### [Input records]
------------------------------
impl<S, R, F, P> CaptureController<S, R, F, P>
where
    S: DisplaySource,
    R: RecorderSink,
    F: FileSaveSink,
    P: PreviewSink,
{
    /// Create a controller with the default options (window surface, no audio)
    pub fn new(source: S, recorder: R, saver: F, preview: P) -> Self {
        Self::with_options(source, recorder, saver, preview, CaptureOptions::default())
    }

    pub fn with_options(
        source: S,
        recorder: R,
        saver: F,
        preview: P,
        options: CaptureOptions,
    ) -> Self {
        Self {
            source,
            recorder,
            saver,
            preview,
            options,
            lifecycle: CaptureLifecycle::new(),
            session: None,
            segments: Arc::new(Mutex::new(RecordedSegments::new())),
            mime_type: VideoMimeType::default(),
            log: CaptureLog::new(),
            last_attempt_failed: false,
        }
    }

    pub fn state(&self) -> CaptureState {
        self.lifecycle.state()
    }

    pub fn is_capturing(&self) -> bool {
        self.lifecycle.is_capturing()
    }

    pub fn options(&self) -> &CaptureOptions {
        &self.options
    }

    pub fn preview(&self) -> &P {
        &self.preview
    }

    /// Read-only view of the capture log
    pub fn log(&self) -> &CaptureLog {
        &self.log
    }

    /// Number of segments recorded in the current (or last) session
    pub fn segment_count(&self) -> usize {
        self.lock_segments().len()
    }

    /// Bytes recorded in the current (or last) session
    pub fn recorded_bytes(&self) -> usize {
        self.lock_segments().total_bytes()
    }

    /// Settings of the live video track, while capturing
    pub fn live_settings(&self) -> Option<TrackSettings> {
        let session = self.session.as_ref()?;
        session.stream.video_tracks().first().map(|t| t.settings())
    }

    pub fn can_start(&self) -> bool {
        self.lifecycle.is_idle()
    }

    pub fn can_stop(&self) -> bool {
        self.lifecycle.is_capturing()
    }

    pub fn can_save(&self) -> bool {
        self.lifecycle.is_idle() && self.segment_count() > 0
    }

    /// Request a display stream and start recording it.
    ///
    /// A failed request is logged and leaves the controller idle. Calling
    /// this while already capturing is refused without side effects.
    pub async fn start_capture(&mut self) -> Result<StartOutcome, ControllerError> {
        self.lifecycle.ensure_can_begin()?;

        // Keep errors from consecutive failed attempts visible
        if !self.last_attempt_failed {
            self.log.reset();
        }

        debug!(options = ?self.options, "requesting display stream");
        let stream = match self.source.request(&self.options).await {
            Ok(stream) => stream,
            Err(e) => {
                warn!(error = %e, "display capture request failed");
                self.log.error(e.to_string());
                self.last_attempt_failed = true;
                return Ok(StartOutcome::Failed);
            }
        };

        if self.last_attempt_failed {
            self.log.reset();
            self.last_attempt_failed = false;
        }

        self.preview.bind(stream.as_ref());
        self.lifecycle.begin()?;
        self.session = Some(CaptureSession::new(Arc::clone(&stream)));
        self.dump_options_info(stream.as_ref());

        // Fresh list per session; a previous recorder's late flush keeps
        // writing into the list it was given
        self.segments = Arc::new(Mutex::new(RecordedSegments::new()));
        let segments = Arc::clone(&self.segments);
        let on_data: ChunkCallback = Arc::new(move |segment| {
            segments
                .lock()
                .unwrap_or_else(|e| e.into_inner())
                .push(segment);
        });

        match self.recorder.start(Arc::clone(&stream), on_data) {
            Ok(active) => {
                self.mime_type = active.mime_type();
                if let Some(session) = self.session.as_mut() {
                    session.recorder = Some(active);
                }
                debug!(stream = stream.id(), "capture started");
                Ok(StartOutcome::Started)
            }
            Err(e) => {
                warn!(error = %e, "recorder failed to start");
                self.stop_capture();
                self.log.error(e.to_string());
                self.last_attempt_failed = true;
                Ok(StartOutcome::Failed)
            }
        }
    }

    /// Stop tracks and recorder and return to idle.
    ///
    /// Safe to call at any time; when idle it only writes the state.
    pub fn stop_capture(&mut self) {
        if let Some(mut session) = self.session.take() {
            session.release();
            self.preview.unbind();
        }
        self.lifecycle.end();
    }

    /// Concatenate the recorded segments and hand them to the file-save sink.
    pub async fn save_recording(&mut self) -> Result<SaveOutcome, ControllerError> {
        self.lifecycle.ensure_can_save()?;

        let blob = {
            let segments = self.segments.lock().unwrap_or_else(|e| e.into_inner());
            if segments.is_empty() {
                self.log.info(MSG_NO_DATA);
                return Ok(SaveOutcome::NoData);
            }
            segments.to_blob(self.mime_type)
        };

        debug!(size = blob.size_bytes(), "saving recording");
        let result = self.saver.save(&blob, SAVE_FILENAME).await;
        drop(blob);

        match result {
            Ok(path) => {
                self.log.info(MSG_SAVED);
                Ok(SaveOutcome::Saved(path))
            }
            Err(e) => {
                warn!(error = %e, "saving recording failed");
                self.log.error(e.to_string());
                Ok(SaveOutcome::Failed)
            }
        }
    }

    /// Write the first video track's settings and constraints to the log
    fn dump_options_info(&mut self, stream: &dyn MediaStream) {
        let Some(track) = stream.video_tracks().into_iter().next() else {
            self.log.info("Stream has no video track.");
            return;
        };

        self.log.info("Track settings:");
        self.log.info(to_pretty_json(&track.settings()));
        self.log.info("Track constraints:");
        self.log.info(to_pretty_json(&track.constraints()));
    }

    fn lock_segments(&self) -> std::sync::MutexGuard<'_, RecordedSegments> {
        self.segments.lock().unwrap_or_else(|e| e.into_inner())
    }
}
//! Application configuration value object

use std::ops::RangeInclusive;
use std::path::PathBuf;

use serde::{Deserialize, Serialize};

use crate::domain::capture::{CaptureOptions, DisplaySurface};
use crate::domain::error::ConfigError;

/// Default frame rate when none is configured
pub const DEFAULT_FRAMERATE: u32 = 30;

/// Frame rates accepted from flags and config
pub const FRAMERATE_RANGE: RangeInclusive<u32> = 1..=120;

/// Linux-specific configuration.
#[derive(Debug, Clone, Default, Serialize, Deserialize)]
pub struct LinuxConfig {
    /// X display to grab from (overrides `$DISPLAY`)
    pub display: Option<String>,
}

/// Application configuration.
/// All fields are optional to support partial configs and merging.
#[derive(Debug, Clone, Default, Serialize, Deserialize)]
pub struct AppConfig {
    pub surface: Option<String>,
    pub framerate: Option<u32>,
    pub output_dir: Option<String>,
    pub linux: Option<LinuxConfig>,
}

impl AppConfig {
    /// Create config with default values
    pub fn defaults() -> Self {
        Self {
            surface: Some("window".to_string()),
            framerate: Some(DEFAULT_FRAMERATE),
            output_dir: Some(".".to_string()),
            linux: Some(LinuxConfig { display: None }),
        }
    }

    /// Create an empty config (all None)
    pub fn empty() -> Self {
        Self::default()
    }

    /// Merge this config with another, where other takes precedence.
    /// Only non-None values from other will override this.
    pub fn merge(self, other: Self) -> Self {
        Self {
            surface: other.surface.or(self.surface),
            framerate: other.framerate.or(self.framerate),
            output_dir: other.output_dir.or(self.output_dir),
            linux: Self::merge_linux_config(self.linux, other.linux),
        }
    }

    fn merge_linux_config(
        base: Option<LinuxConfig>,
        other: Option<LinuxConfig>,
    ) -> Option<LinuxConfig> {
        match (base, other) {
            (None, None) => None,
            (Some(b), None) => Some(b),
            (None, Some(o)) => Some(o),
            (Some(b), Some(o)) => Some(LinuxConfig {
                display: o.display.or(b.display),
            }),
        }
    }

    /// Get surface as parsed DisplaySurface, or window if not set/invalid
    pub fn surface_or_default(&self) -> DisplaySurface {
        self.surface
            .as_ref()
            .and_then(|s| s.parse().ok())
            .unwrap_or_default()
    }

    /// Get frame rate, or the default if not set or zero
    pub fn framerate_or_default(&self) -> u32 {
        self.framerate
            .filter(|&f| f > 0)
            .unwrap_or(DEFAULT_FRAMERATE)
    }

    /// Get the output directory, or the current directory if not set
    pub fn output_dir_or_default(&self) -> PathBuf {
        self.output_dir
            .as_ref()
            .map(PathBuf::from)
            .unwrap_or_else(|| PathBuf::from("."))
    }

    /// Get the configured X display, if any
    pub fn display(&self) -> Option<&str> {
        self.linux.as_ref().and_then(|l| l.display.as_deref())
    }

    /// Check the values a capture session would run with
    pub fn validate(&self) -> Result<(), ConfigError> {
        if let Some(surface) = &self.surface {
            surface
                .parse::<DisplaySurface>()
                .map_err(|e| ConfigError::ValidationError {
                    key: "surface".to_string(),
                    message: e.to_string(),
                })?;
        }
        if let Some(framerate) = self.framerate {
            if !FRAMERATE_RANGE.contains(&framerate) {
                return Err(ConfigError::ValidationError {
                    key: "framerate".to_string(),
                    message: format!(
                        "{} is out of range ({}-{})",
                        framerate,
                        FRAMERATE_RANGE.start(),
                        FRAMERATE_RANGE.end()
                    ),
                });
            }
        }
        Ok(())
    }

    /// Build the capture request options from this config
    pub fn capture_options(&self) -> CaptureOptions {
        CaptureOptions::for_surface(self.surface_or_default())
            .with_frame_rate(Some(self.framerate_or_default()))
    }
}
//! CLI argument definitions using Clap

use std::path::PathBuf;

use clap::{Parser, Subcommand, ValueEnum};

use crate::domain::capture::{CaptureOptions, DisplaySurface};

/// screen-capture - record a window or screen to WebM
#[derive(Parser, Debug)]
#[command(name = "screen-capture")]
#[command(version)]
#[command(about = "Capture a window or screen, preview it live, record it and save it as WebM")]
#[command(long_about = None)]
pub struct Cli {
    /// Display surface to capture
    #[arg(short = 's', long, value_name = "SURFACE")]
    pub surface: Option<SurfaceArg>,

    /// Directory the recording is saved into
    #[arg(short = 'o', long, value_name = "DIR")]
    pub output_dir: Option<PathBuf>,

    /// Ideal capture frame rate
    #[arg(short = 'r', long, value_name = "FPS", value_parser = clap::value_parser!(u32).range(1..=120))]
    pub framerate: Option<u32>,

    /// X display to capture from (defaults to $DISPLAY)
    #[arg(long, value_name = "DISPLAY")]
    pub display: Option<String>,

    /// Config subcommand
    #[command(subcommand)]
    pub command: Option<Commands>,
}

/// Subcommands
#[derive(Subcommand, Debug)]
pub enum Commands {
    /// Manage configuration
    Config {
        #[command(subcommand)]
        action: ConfigAction,
    },
}

/// Config action subcommands
#[derive(Subcommand, Debug)]
pub enum ConfigAction {
    /// Create config file with defaults
    Init,
    /// Set a config value
    Set {
        /// Config key
        key: String,
        /// Config value
        value: String,
    },
    /// Get a config value
    Get {
        /// Config key
        key: String,
    },
    /// List all config values
    List,
    /// Show config file path
    Path,
}

/// Surface argument for clap ValueEnum
#[derive(Copy, Clone, Debug, PartialEq, Eq, ValueEnum)]
pub enum SurfaceArg {
    Window,
    Monitor,
}

impl From<SurfaceArg> for DisplaySurface {
    fn from(arg: SurfaceArg) -> Self {
        match arg {
            SurfaceArg::Window => DisplaySurface::Window,
            SurfaceArg::Monitor => DisplaySurface::Monitor,
        }
    }
}

/// Parsed options for an interactive capture session
#[derive(Debug, Clone)]
pub struct CaptureRunOptions {
    pub capture: CaptureOptions,
    pub output_dir: PathBuf,
    pub display: Option<String>,
}

/// Valid config keys
pub const VALID_CONFIG_KEYS: &[&str] = &["surface", "framerate", "output_dir", "linux.display"];

/// Check if a config key is valid
pub fn is_valid_config_key(key: &str) -> bool {
    VALID_CONFIG_KEYS.contains(&key)
}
------------------------------
### [What you need to do]
Pull every line containing the string "CaptureLog" out of the data above and copy it.

### [Solution to the exercise]
            log: CaptureLog::new(),
    pub fn log(&self) -> &CaptureLog {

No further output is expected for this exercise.